Use it when remote dependencies matter to service health, especially with external APIs or heavily used internal services.

Avoid simplistic use when the work is local, the operation is not safely retryable, or the team has not thought through the business meaning of degraded behavior.

6. Gyakori hibák / Common Mistakes

6.1 Retrying non-idempotent operations

Blind retries on operations that charge money, create orders, or trigger side effects can duplicate business actions. Without idempotency keys or explicit guarantees, retry can be dangerous.

6.2 Adding a fallback for everything

Not every failure should degrade into a default value. Sometimes the correct behavior is a fast and explicit error that preserves business integrity.

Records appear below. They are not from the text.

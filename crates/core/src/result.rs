//! Result records mirroring the task forest.
//!
//! Records live in an arena and refer to each other by index, so the tree
//! carries no parent back-pointers. Each record holds one execution slot per
//! device that ran it; roll-up combines slot statuses under the severity
//! scale, except for suites, whose rolled status is the combination of their
//! children so that one device's fixture failure does not taint a suite that
//! another device completed.

use std::collections::BTreeMap;
use std::sync::Arc;
use std::time::Duration;

use chrono::{DateTime, Utc};
use parking_lot::Mutex;
use serde::Serialize;

use crate::status::Status;

pub type RecordId = usize;

/// Arena shared between the tasker, the contexts and the sinks.
pub type SharedResults = Arc<Mutex<ResultArena>>;

#[derive(Debug, Clone, Copy, PartialEq, Eq, Serialize)]
pub enum RecordKind {
    Suite,
    Case,
    Step,
}

/// One core dump observed on a device. The (path, mtime, size) triple is
/// the identity used for de-duplication across tests.
#[derive(Debug, Clone, PartialEq, Eq, Serialize)]
pub struct CoreDump {
    pub path: String,
    /// Modification timestamp exactly as the device reported it.
    pub mtime: String,
    pub size: u64,
}

/// Execution of one record on one device.
#[derive(Debug, Clone, Default, Serialize)]
pub struct Slot {
    pub status: Status,
    pub started: Option<DateTime<Utc>>,
    pub elapsed: Option<Duration>,
    pub errors: Vec<String>,
    pub cores: Vec<CoreDump>,
}

impl Slot {
    /// True when this slot saw any execution at all.
    pub fn ran(&self) -> bool {
        self.status != Status::NoRun || self.started.is_some()
    }
}

#[derive(Debug, Serialize)]
pub struct Record {
    pub kind: RecordKind,
    pub name: String,
    /// Step function name, recorded for steps only.
    pub func: Option<String>,
    /// Step argument rendering, recorded for steps only.
    pub args: Option<String>,
    pub attrs: BTreeMap<String, String>,
    pub parent: Option<RecordId>,
    pub children: Vec<RecordId>,
    /// Per-device execution slots, keyed by device name.
    pub slots: BTreeMap<String, Slot>,
}

#[derive(Debug, Default, Serialize)]
pub struct ResultArena {
    records: Vec<Record>,
    roots: Vec<RecordId>,
}

impl ResultArena {
    pub fn new() -> Self {
        Self::default()
    }

    pub fn add(&mut self, kind: RecordKind, name: impl Into<String>, parent: Option<RecordId>) -> RecordId {
        let id = self.records.len();
        self.records.push(Record {
            kind,
            name: name.into(),
            func: None,
            args: None,
            attrs: BTreeMap::new(),
            parent,
            children: Vec::new(),
            slots: BTreeMap::new(),
        });
        match parent {
            Some(parent) => {
                if let Some(record) = self.records.get_mut(parent) {
                    record.children.push(id);
                }
            }
            None => self.roots.push(id),
        }
        id
    }

    pub fn roots(&self) -> &[RecordId] {
        &self.roots
    }

    pub fn record(&self, id: RecordId) -> Option<&Record> {
        self.records.get(id)
    }

    pub fn record_mut(&mut self, id: RecordId) -> Option<&mut Record> {
        self.records.get_mut(id)
    }

    /// The slot of `device` on `id`, created on first touch.
    pub fn slot_mut(&mut self, id: RecordId, device: &str) -> Option<&mut Slot> {
        self.records
            .get_mut(id)
            .map(|record| record.slots.entry(device.to_string()).or_default())
    }

    /// First record with the given name, depth-first.
    pub fn find(&self, name: &str) -> Option<RecordId> {
        self.records.iter().position(|r| r.name == name)
    }

    /// Rolled-up status: suites combine their children; cases and steps
    /// combine their own slots. `NoRun` only when nothing underneath ran.
    pub fn rolled_status(&self, id: RecordId) -> Status {
        let Some(record) = self.record(id) else {
            return Status::NoRun;
        };
        match record.kind {
            RecordKind::Suite => record
                .children
                .iter()
                .fold(Status::NoRun, |acc, &child| acc.combine(self.rolled_status(child))),
            RecordKind::Case | RecordKind::Step => record
                .slots
                .values()
                .fold(Status::NoRun, |acc, slot| acc.combine(slot.status)),
        }
    }
}

/// Stamps an error text and its status onto one slot.
pub fn record_error(results: &SharedResults, id: RecordId, device: &str, text: String, status: Status) {
    let mut arena = results.lock();
    if let Some(slot) = arena.slot_mut(id, device) {
        slot.errors.push(text);
        slot.status = slot.status.combine(status);
    }
}

/// Combines `status` into one slot without touching its errors.
pub fn mark_status(results: &SharedResults, id: RecordId, device: &str, status: Status) {
    let mut arena = results.lock();
    if let Some(slot) = arena.slot_mut(id, device) {
        slot.status = slot.status.combine(status);
    }
}

#[cfg(test)]
mod tests {
    use super::*;

    fn arena_with_suite() -> (ResultArena, RecordId, RecordId, RecordId) {
        let mut arena = ResultArena::new();
        let suite = arena.add(RecordKind::Suite, "suite", None);
        let case1 = arena.add(RecordKind::Case, "case1", Some(suite));
        let case2 = arena.add(RecordKind::Case, "case2", Some(suite));
        (arena, suite, case1, case2)
    }

    #[test]
    fn slots_are_created_on_first_touch() {
        let (mut arena, _, case1, _) = arena_with_suite();
        arena.slot_mut(case1, "dev-a").unwrap().status = Status::Passed;
        assert_eq!(arena.record(case1).unwrap().slots["dev-a"].status, Status::Passed);
    }

    #[test]
    fn case_rolls_up_the_strongest_slot() {
        let (mut arena, _, case1, _) = arena_with_suite();
        arena.slot_mut(case1, "dev-a").unwrap().status = Status::Passed;
        arena.slot_mut(case1, "dev-b").unwrap().status = Status::Failed;
        assert_eq!(arena.rolled_status(case1), Status::Failed);
    }

    #[test]
    fn suite_rolls_up_children_not_own_slots() {
        let (mut arena, suite, case1, case2) = arena_with_suite();
        arena.slot_mut(case1, "dev-b").unwrap().status = Status::Passed;
        arena.slot_mut(case2, "dev-b").unwrap().status = Status::Passed;
        // A fixture failure on one device stays on the suite slot.
        arena.slot_mut(suite, "dev-a").unwrap().status = Status::Failed;
        assert_eq!(arena.rolled_status(suite), Status::Passed);
        assert_eq!(arena.record(suite).unwrap().slots["dev-a"].status, Status::Failed);
    }

    #[test]
    fn nothing_ran_is_no_run() {
        let (arena, suite, case1, _) = arena_with_suite();
        assert_eq!(arena.rolled_status(suite), Status::NoRun);
        assert_eq!(arena.rolled_status(case1), Status::NoRun);
    }
}
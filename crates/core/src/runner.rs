//! The runner: owns the workers and the run lifecycle.
//!
//! One worker task per device, each behind its own [`DeviceLock`]. Pause
//! holds every lock so test code parks at the next device access; stop
//! signals the locks, gives the workers a grace period and then aborts the
//! stragglers.

use std::collections::HashMap;
use std::sync::Arc;
use std::time::Duration;

use chrono::Utc;
use parking_lot::Mutex;
use tokio::sync::Mutex as TokioMutex;
use tokio::task::JoinHandle;
use tokio::time::timeout;

use dtx_runtime::Device;

use crate::context::device_worker;
use crate::error::TestError;
use crate::lock::DeviceLock;
use crate::pipeline::{Pipeline, RunInfo};
use crate::result::SharedResults;
use crate::task::Tasker;

#[derive(Debug, Clone)]
pub struct RunnerConfig {
    /// How long a stopping worker may keep running before it is aborted.
    pub stop_grace: Duration,
    /// Record full error cause chains instead of surface messages.
    pub debug_errors: bool,
}

impl Default for RunnerConfig {
    fn default() -> Self {
        RunnerConfig {
            stop_grace: Duration::from_secs(5),
            debug_errors: false,
        }
    }
}

#[derive(Debug, Clone, Copy, PartialEq, Eq)]
pub enum RunnerState {
    Idle,
    Running,
    Paused,
    Stopped,
}

struct Worker {
    lock: Arc<DeviceLock>,
    handle: JoinHandle<()>,
}

pub struct Runner {
    tasker: Arc<Tasker>,
    pipeline: Arc<Pipeline>,
    config: RunnerConfig,
    state: Mutex<RunnerState>,
    workers: TokioMutex<HashMap<String, Worker>>,
    run: Mutex<Option<RunInfo>>,
}

impl Runner {
    pub fn new(tasker: Arc<Tasker>, pipeline: Arc<Pipeline>, config: RunnerConfig) -> Runner {
        Runner {
            tasker,
            pipeline,
            config,
            state: Mutex::new(RunnerState::Idle),
            workers: TokioMutex::new(HashMap::new()),
            run: Mutex::new(None),
        }
    }

    pub fn state(&self) -> RunnerState {
        *self.state.lock()
    }

    pub fn results(&self) -> SharedResults {
        self.tasker.results()
    }

    /// Opens the pipeline and spawns one worker per device. A second call on
    /// a live run is a no-op; a stopped runner cannot be restarted.
    pub async fn start(&self, devices: Vec<Arc<dyn Device>>) -> Result<(), TestError> {
        {
            let mut state = self.state.lock();
            match *state {
                RunnerState::Idle => *state = RunnerState::Running,
                RunnerState::Running | RunnerState::Paused => return Ok(()),
                RunnerState::Stopped => return Err(TestError::abort("runner already stopped")),
            }
        }
        let run = RunInfo {
            results: self.tasker.results(),
            devices: devices.clone(),
            started: Utc::now(),
        };
        *self.run.lock() = Some(run.clone());
        self.pipeline.start(&run).await?;

        let mut workers = self.workers.lock().await;
        for device in devices {
            self.spawn_into(&mut workers, device);
        }
        Ok(())
    }

    fn spawn_into(&self, workers: &mut HashMap<String, Worker>, device: Arc<dyn Device>) {
        let name = device.name().to_string();
        let lock = Arc::new(DeviceLock::new(device));
        // A worker joining a paused run starts parked.
        if *self.state.lock() == RunnerState::Paused {
            lock.hold();
        }
        let handle = tokio::spawn(device_worker(
            Arc::clone(&self.tasker),
            Arc::clone(&self.pipeline),
            Arc::clone(&lock),
            self.config.debug_errors,
        ));
        tracing::info!(device = %name, "worker spawned");
        workers.insert(name, Worker { lock, handle });
    }

    /// Adds a device to a live run.
    pub async fn add_device(&self, device: Arc<dyn Device>) {
        if let Some(run) = self.run.lock().as_mut() {
            run.devices.push(Arc::clone(&device));
        }
        let mut workers = self.workers.lock().await;
        self.spawn_into(&mut workers, device);
    }

    /// Stops the named device's worker; the rest of the run continues.
    pub async fn remove_device(&self, name: &str) {
        let worker = self.workers.lock().await.remove(name);
        let Some(worker) = worker else {
            return;
        };
        worker.lock.signal_stop();
        self.tasker.kick();
        let mut handle = worker.handle;
        if timeout(self.config.stop_grace, &mut handle).await.is_err() {
            tracing::warn!(device = name, "worker ignored the stop, aborting it");
            handle.abort();
        }
    }

    /// Holds every device lock. Running cases finish their current device
    /// operation and park at the next one.
    pub async fn pause(&self) {
        {
            let mut state = self.state.lock();
            if *state != RunnerState::Running {
                return;
            }
            *state = RunnerState::Paused;
        }
        for worker in self.workers.lock().await.values() {
            worker.lock.hold();
        }
        tracing::info!("run paused");
    }

    pub async fn resume(&self) {
        {
            let mut state = self.state.lock();
            if *state != RunnerState::Paused {
                return;
            }
            *state = RunnerState::Running;
        }
        for worker in self.workers.lock().await.values() {
            worker.lock.release();
        }
        tracing::info!("run resumed");
    }

    /// Stops the run. Workers get `stop_grace` to unwind; whoever is still
    /// running after that is aborted. Works on paused runs too.
    pub async fn stop(&self) {
        let workers = std::mem::take(&mut *self.workers.lock().await);
        for worker in workers.values() {
            worker.lock.signal_stop();
        }
        self.tasker.kick();
        for (name, worker) in workers {
            let mut handle = worker.handle;
            if timeout(self.config.stop_grace, &mut handle).await.is_err() {
                tracing::warn!(device = %name, "worker ignored the stop, aborting it");
                handle.abort();
            }
        }
        self.finalize().await;
    }

    /// Waits for every worker to finish on its own, then closes the
    /// pipeline.
    pub async fn join(&self) {
        let workers = std::mem::take(&mut *self.workers.lock().await);
        for (name, worker) in workers {
            if worker.handle.await.is_err() {
                tracing::warn!(device = %name, "worker panicked");
            }
        }
        self.finalize().await;
    }

    async fn finalize(&self) {
        let transitioned = {
            let mut state = self.state.lock();
            if *state == RunnerState::Stopped {
                false
            } else {
                *state = RunnerState::Stopped;
                true
            }
        };
        if !transitioned {
            return;
        }
        let run = self.run.lock().clone();
        if let Some(run) = run {
            if let Err(err) = self.pipeline.stop(&run).await {
                tracing::warn!(error = %err, "closing the result pipeline failed");
            }
        }
        tracing::info!("run finished");
    }
}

6.3 Poor sliding-window sizing

A tiny window makes the breaker twitchy; an oversized window makes it slow to react. Tune against real traffic patterns, not guesswork.

6.4 Misaligned timeout layers

If HTTP client timeouts, TimeLimiter, gateway timeouts, and upstream expectations are inconsistent, diagnosis becomes confusing and failure modes become harder to predict.

6.5 Using retry without isolation

If a dependency is already slow, retries increase load on the dependency while also consuming more caller resources. Without bulkheads or hard concurrency control, retry alone often worsens incidents.

7. Senior szintű meglátások / Senior-level Insights

Resilience policy should be designed by business criticality, not by copy-pasted annotations. Recommendations, payments, ledger writes, inventory checks, and audit streams all deserve different protection strategies. “One config for every dependency” is a common anti-pattern.

Fallback quality matters more than fallback existence. A good fallback is domain-honest. An empty recommendation set may be acceptable; a fabricated financial result is not. Senior engineering means evaluating degraded behavior through business semantics, not just uptime metrics.

Metrics are essential. Circuit breaker open rates, retry counts, rate limiter rejections, bulkhead saturation, and timeout ratios are the difference between tuning and guessing. Resilience is not a one-time code pattern; it is an operational feedback loop.

Finally, resilience patterns cannot rescue a fundamentally poor architecture. If the service graph is too chatty, if synchronous dependencies are overused, or if no clear SLA/SLO model exists, circuit breakers will merely expose those structural issues in a more controlled way.

8. Szószedet / Glossary

Resilience4j: Java library implementing resilience patterns.
Circuit Breaker: mechanism that stops calls when failure rates become unacceptable.
Retry: controlled re-attempt of an operation after failure.
RateLimiter: component that limits request throughput.
Bulkhead: resource isolation pattern that prevents one dependency from consuming everything.
TimeLimiter: timeout controller for asynchronous operations.
HALF_OPEN: circuit breaker trial state used to test recovery.
Sliding window: the observation horizon used to evaluate recent call outcomes.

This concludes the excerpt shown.